Retroscena Roma: Allegri ad un passo dalla panchina prima di Mourinho

C’è un agente, nel calcio italiano, che potrebbe arricchire di particolari questa storia. Campionato 2020-21, la Roma perde 0-2 in casa contro il Napoli, doppietta di Mertens. I Friedkin decidono quella sera stessa di chiudere la storia con Fonseca e contattano Allegri, in quel momento disoccupato (d’oro), attraverso il famoso agente. Appuntamento fissato al giorno X. Solo che il giorno X i Friedkin chiamano lo stesso agente e gli dicono di spostare l’incontro con Max di 24 ore. E Max, che del livornese ha anche il modo di ragionare di getto, risponde all’agente: “Sai cosa fai adesso? Dici ai Friedkin che domani sono io che c’ho da fare”. Sulla panchina della Roma andrà José Mourinho.

Schiaffi e abbracci

È l’ultimo incrocio fra due allenatori che si sono prima detestati senza risparmio di battute e poi si sono riappacificati, fino a stimarsi, entrambi iscritti allo stesso partito del bel risultato prima che del bel gioco. Sono gli allenatori con più vittorie in questa Serie A. Allegri ha la bacheca piena di scudetti, Mourinho l’ha riempita con qualcosa di ancor più prestigioso come le Champions, così Roma-Juventus prende ulteriore interesse ed è un peccato che domani sera Mou possa guardarla solo dalla tribuna.
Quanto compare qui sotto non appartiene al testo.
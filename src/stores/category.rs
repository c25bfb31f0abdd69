//! Defines the category store trait and its parameter types.

use crate::{
    Error,
    models::{Category, CategoryName, DatabaseID, TransactionType, UserID},
};

/// The data needed to create a user category.
#[derive(Clone, Debug)]
pub struct NewCategory {
    /// The user creating the category.
    pub user_id: UserID,
    /// The display name.
    pub name: CategoryName,
    /// Whether the category holds income or expenses.
    pub r#type: TransactionType,
    /// An optional icon name.
    pub icon: Option<String>,
    /// An optional display color.
    pub color: Option<String>,
}

/// The mutable fields of a category. `None` leaves a field unchanged.
///
/// A category's type and system flag are fixed at creation and deliberately
/// absent here.
#[derive(Clone, Debug, Default)]
pub struct CategoryPatch {
    /// A replacement display name.
    pub name: Option<CategoryName>,
    /// A replacement icon name.
    pub icon: Option<String>,
    /// A replacement display color.
    pub color: Option<String>,
}

/// Handles the creation, retrieval and ordering of categories.
pub trait CategoryStore {
    /// List the categories visible to `user_id`: every system category plus
    /// the user's own, optionally restricted to one type.
    ///
    /// Categories are returned in display order: system categories first,
    /// then by ascending sort order, with creation order breaking ties.
    fn list(
        &self,
        user_id: UserID,
        type_filter: Option<TransactionType>,
    ) -> Result<Vec<Category>, Error>;

    /// Create a category owned by a user.
    ///
    /// The new category is placed at the end of its type partition: its sort
    /// order is one greater than the maximum over the categories of that type
    /// visible to the user (system categories included), or zero when no such
    /// category exists.
    fn create(&mut self, new_category: NewCategory) -> Result<Category, Error>;

    /// Update the name, icon or color of a category owned by `user_id`.
    ///
    /// # Errors
    /// Returns [Error::NotFound] if the category does not exist or belongs to
    /// another user, and [Error::SystemCategoryImmutable] for system
    /// categories.
    fn update(
        &mut self,
        user_id: UserID,
        category_id: DatabaseID,
        patch: CategoryPatch,
    ) -> Result<Category, Error>;

    /// Delete a category owned by `user_id`.
    ///
    /// # Errors
    /// Returns [Error::NotFound] if the category does not exist or belongs to
    /// another user, [Error::SystemCategoryImmutable] for system categories
    /// and [Error::CategoryInUse] if transactions still reference it.
    fn delete(&mut self, user_id: UserID, category_id: DatabaseID) -> Result<(), Error>;

    /// Reassign sort orders from an ordered list of category ids: the id at
    /// position `index` receives sort order `index + 1`.
    ///
    /// The whole batch is applied atomically. If any id does not exist or is
    /// not visible to `user_id` (neither system nor owned), nothing is
    /// written and [Error::ReorderDenied] is returned. Categories not listed
    /// keep their current sort order, even where that collides with the
    /// reassigned values.
    fn reorder(&mut self, user_id: UserID, ordered_ids: &[DatabaseID]) -> Result<(), Error>;

    /// Whether a category with the given id exists, regardless of owner.
    fn exists(&self, category_id: DatabaseID) -> Result<bool, Error>;
}
//! JWT based authentication: token issue/verify, the claims extractor used
//! by protected routes, and the account endpoints (register, login,
//! profile).

use axum::{
    Json, RequestPartsExt,
    extract::{FromRef, FromRequestParts, State},
    http::request::Parts,
};
use axum_extra::{
    TypedHeader,
    headers::{Authorization, authorization::Bearer},
};
use chrono::{Duration, Utc};
use jsonwebtoken::{DecodingKey, EncodingKey, Header, Validation, decode, encode};
use serde::{Deserialize, Serialize};

use crate::{
    AppState, Error,
    models::{User, UserID},
    response::ApiResponse,
    stores::{NewUser, ProfilePatch, UserStore},
};

/// The contents of a JSON Web Token.
#[derive(Debug, PartialEq, Serialize, Deserialize)]
pub struct Claims {
    /// The ID of the authenticated user.
    pub sub: i64,
    /// The time the token was issued, as a unix timestamp.
    pub iat: i64,
    /// The expiry time of the token, as a unix timestamp.
    pub exp: i64,
}

impl Claims {
    /// The authenticated user's ID.
    pub fn user_id(&self) -> UserID {
        UserID::new(self.sub)
    }
}

impl<S> FromRequestParts<S> for Claims
where
    AppState: FromRef<S>,
    S: Send + Sync,
{
    type Rejection = Error;

    async fn from_request_parts(parts: &mut Parts, state: &S) -> Result<Self, Self::Rejection> {
        let TypedHeader(Authorization(bearer)) = parts
            .extract::<TypedHeader<Authorization<Bearer>>>()
            .await
            .map_err(|_| Error::MissingToken)?;

        let state = AppState::from_ref(state);

        decode_token(bearer.token(), state.decoding_key())
    }
}

/// Sign a token for `user_id` that expires after `duration`.
///
/// # Errors
/// Returns [Error::TokenCreation] if signing fails.
pub fn encode_token(
    user_id: UserID,
    encoding_key: &EncodingKey,
    duration: Duration,
) -> Result<String, Error> {
    let now = Utc::now();
    let claims = Claims {
        sub: user_id.as_i64(),
        iat: now.timestamp(),
        exp: (now + duration).timestamp(),
    };

    encode(&Header::default(), &claims, encoding_key).map_err(|error| {
        tracing::error!("could not sign auth token: {}", error);
        Error::TokenCreation
    })
}

/// Verify a token and return its claims.
///
/// # Errors
/// Returns [Error::ExpiredToken] for tokens past their expiry and
/// [Error::InvalidToken] for everything else that fails verification.
pub fn decode_token(token: &str, decoding_key: &DecodingKey) -> Result<Claims, Error> {
    decode::<Claims>(token, decoding_key, &Validation::default())
        .map(|token_data| token_data.claims)
        .map_err(|error| match error.kind() {
            jsonwebtoken::errors::ErrorKind::ExpiredSignature => Error::ExpiredToken,
            _ => Error::InvalidToken,
        })
}

/// The credentials sent to the register and login endpoints.
///
/// Fields are optional so that missing input surfaces as a business error in
/// the response envelope rather than a deserialization failure.
#[derive(Debug, Deserialize)]
pub struct Credentials {
    /// The sign-in name.
    pub username: Option<String>,
    /// The plaintext password. Never logged or stored.
    pub password: Option<String>,
    /// An optional display name, used at registration only.
    pub nickname: Option<String>,
}

/// The payload returned by register and login: the account plus a fresh
/// token.
#[derive(Serialize)]
pub struct AuthData {
    /// The account, without its password hash.
    pub user: User,
    /// A signed bearer token for subsequent requests.
    pub token: String,
}

/// The payload returned by the profile endpoints.
#[derive(Serialize)]
pub struct UserData {
    /// The account, without its password hash.
    pub user: User,
}

fn validate_credentials(credentials: &Credentials) -> Result<(String, String), Error> {
    let username = credentials
        .username
        .as_deref()
        .unwrap_or_default()
        .trim()
        .to_string();
    let password = credentials.password.clone().unwrap_or_default();

    if username.is_empty() || password.is_empty() {
        return Err(Error::MissingCredentials);
    }

    Ok((username, password))
}

/// A route handler for registering a new account.
///
/// Returns the new account and a signed token so clients can skip a separate
/// login round trip.
pub async fn register(
    State(mut state): State<AppState>,
    Json(credentials): Json<Credentials>,
) -> Result<ApiResponse<AuthData>, Error> {
    let (username, password) = validate_credentials(&credentials)?;

    let username_length = username.chars().count();
    if !(3..=50).contains(&username_length) {
        return Err(Error::InvalidUsername);
    }

    if password.chars().count() < 6 {
        return Err(Error::PasswordTooShort);
    }

    let password_hash = bcrypt::hash(&password, bcrypt::DEFAULT_COST)
        .map_err(|error| Error::HashingError(error.to_string()))?;

    let nickname = credentials
        .nickname
        .filter(|nickname| !nickname.trim().is_empty())
        .or_else(|| Some(username.clone()));

    let user = state.user_store.create(NewUser {
        username,
        password_hash,
        nickname,
    })?;

    let token = encode_token(user.id, state.encoding_key(), state.token_duration)?;

    Ok(ApiResponse::ok("registered", AuthData { user, token }))
}

/// A route handler for signing in with a username and password.
///
/// Unknown usernames and wrong passwords produce the same response, so the
/// endpoint cannot be used to probe which accounts exist.
pub async fn login(
    State(state): State<AppState>,
    Json(credentials): Json<Credentials>,
) -> Result<ApiResponse<AuthData>, Error> {
    let (username, password) = validate_credentials(&credentials)?;

    let user = state
        .user_store
        .get_by_username(&username)
        .map_err(|error| match error {
            Error::NotFound => Error::InvalidCredentials,
            error => error,
        })?;

    let password_is_correct = bcrypt::verify(&password, &user.password_hash)
        .map_err(|error| Error::HashingError(error.to_string()))?;

    if !password_is_correct {
        return Err(Error::InvalidCredentials);
    }

    let token = encode_token(user.id, state.encoding_key(), state.token_duration)?;

    Ok(ApiResponse::ok("logged in", AuthData { user, token }))
}

/// A route handler for fetching the authenticated user's profile.
pub async fn get_current_user(
    State(state): State<AppState>,
    claims: Claims,
) -> Result<ApiResponse<UserData>, Error> {
    let user = state
        .user_store
        .get_by_id(claims.user_id())
        .map_err(|error| match error {
            // The account behind a still-valid token may have been removed.
            Error::NotFound => Error::InvalidToken,
            error => error,
        })?;

    Ok(ApiResponse::ok("ok", UserData { user }))
}

/// The body of a profile update request.
#[derive(Debug, Deserialize)]
pub struct ProfileBody {
    /// A replacement display name.
    pub nickname: Option<String>,
    /// A replacement avatar URL.
    pub avatar: Option<String>,
}

/// A route handler for updating the authenticated user's profile.
pub async fn update_profile(
    State(mut state): State<AppState>,
    claims: Claims,
    Json(body): Json<ProfileBody>,
) -> Result<ApiResponse<UserData>, Error> {
    let user = state.user_store.update_profile(
        claims.user_id(),
        ProfilePatch {
            nickname: body.nickname,
            avatar: body.avatar,
        },
    )?;

    Ok(ApiResponse::ok("updated", UserData { user }))
}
Si sarebbero abbracciati prima della partita e, c’è da scommetterci, avrebbero fatto a gara a fregarsi l’un con l’altro. In panchina sono due diavoli.

Patetico e banale

Un tempo sarebbe stato un duello ancora più elettrico. Quindici anni fa, Mourinho pizzicò Allegri per la storia della Panchina d’Oro, vinta da Max come allenatore del Cagliari. L’ardenzino gli rispose mostrando il lato scanzonato del suo carattere: «Per farmi innervosire ne deve fare un bel po’ di battute». Due anni dopo, fu molto più duro: «Dietro alla sua arroganza Mourinho nasconde delle insicurezze. Ogni tanto è patetico, ripete sempre le stesse cose, è banale». È andata avanti così finché un bel giorno, come succede spesso nel calcio e talvolta nella vita, i rapporti si sono aggiustati.

Stessa cultura

C’è un aspetto che li accomuna ancora prima del modo di pensare il calcio. Di fronte ad Allegri e Mourinho è impossibile restare indifferenti: o li ami o li detesti. Sono divisivi e sono orgogliosi di esserlo. Non fanno a mezzo con nessuno. Se devono dire una cosa, eccola spiattellata a uso e consumo di spettatori e diretti interessati. Non cercano vie di fuga, odiano le mezze misure. José è più spinto di Max, ma tutt’e due difendono con lo stesso vigore il proprio lavoro e il proprio club. Karsdorp e Pogba ne sanno qualcosa. Danno fiducia e la pretendono. Mourinho è diventato capopopolo all’Olimpico come Allegri lo era stato allo Juventus Stadium nei suoi primi anni, quelli dei cinque scudetti di fila. Quando ha deciso di tornare (sbagliando scelta), qualcosa si era rotto, soprattutto si era rotta la Juve, la sua Juve. Solo nel rapporto con la professione sono diversi. Allegri ha bisogno di ricaricare le energie fuori dal calcio, ha bisogno di altra vita per dare il meglio di sé; Mourinho sta 24 ore con la testa dentro il calcio, anche se “chi sa solo di calcio, non sa niente di calcio” è una delle sue frasi storiche.

Calcio simile

Max è il rappresentante massimo del calcio italiano, Mourinho è il rappresentante massimo del calcio italiano fatto da uno straniero. Organizzazione, forza, solidità difensiva, compattezza, concretezza, fiducia totale nella qualità di chi ha qualità, come i due argentini Di Maria da una parte, Dybala dall’altra. Trascurano l’aspetto che per i loro detrattori è vangelo: il possesso palla. Fulminante la battuta di José dopo la semifinale della Champions 2010 dell’Inter a Barcellona, all’epoca allenato da Guardiola: «Loro felici con la palla, noi felici a Madrid», dove si giocò la finale vinta dall’Inter contro il Bayern. Hanno vissuto entrambi stagioni fantastiche, assai più ricche di quelle attuali. Per tornare a quei livelli con la Juve e la Roma servirà uno sforzo che né la Juve né la Roma di oggi sembrano in grado di poter sopportare. Non lottano più per lo scudetto, non giocano in Champions League, allenano squadre con ambizioni ridotte, con problemi economici e di altro genere (riferimento alla Juve). Nessuno dei due è certo di restare, ma la domanda è un’altra: Juventus e Roma, cambiando allenatori, sono certe di migliorare?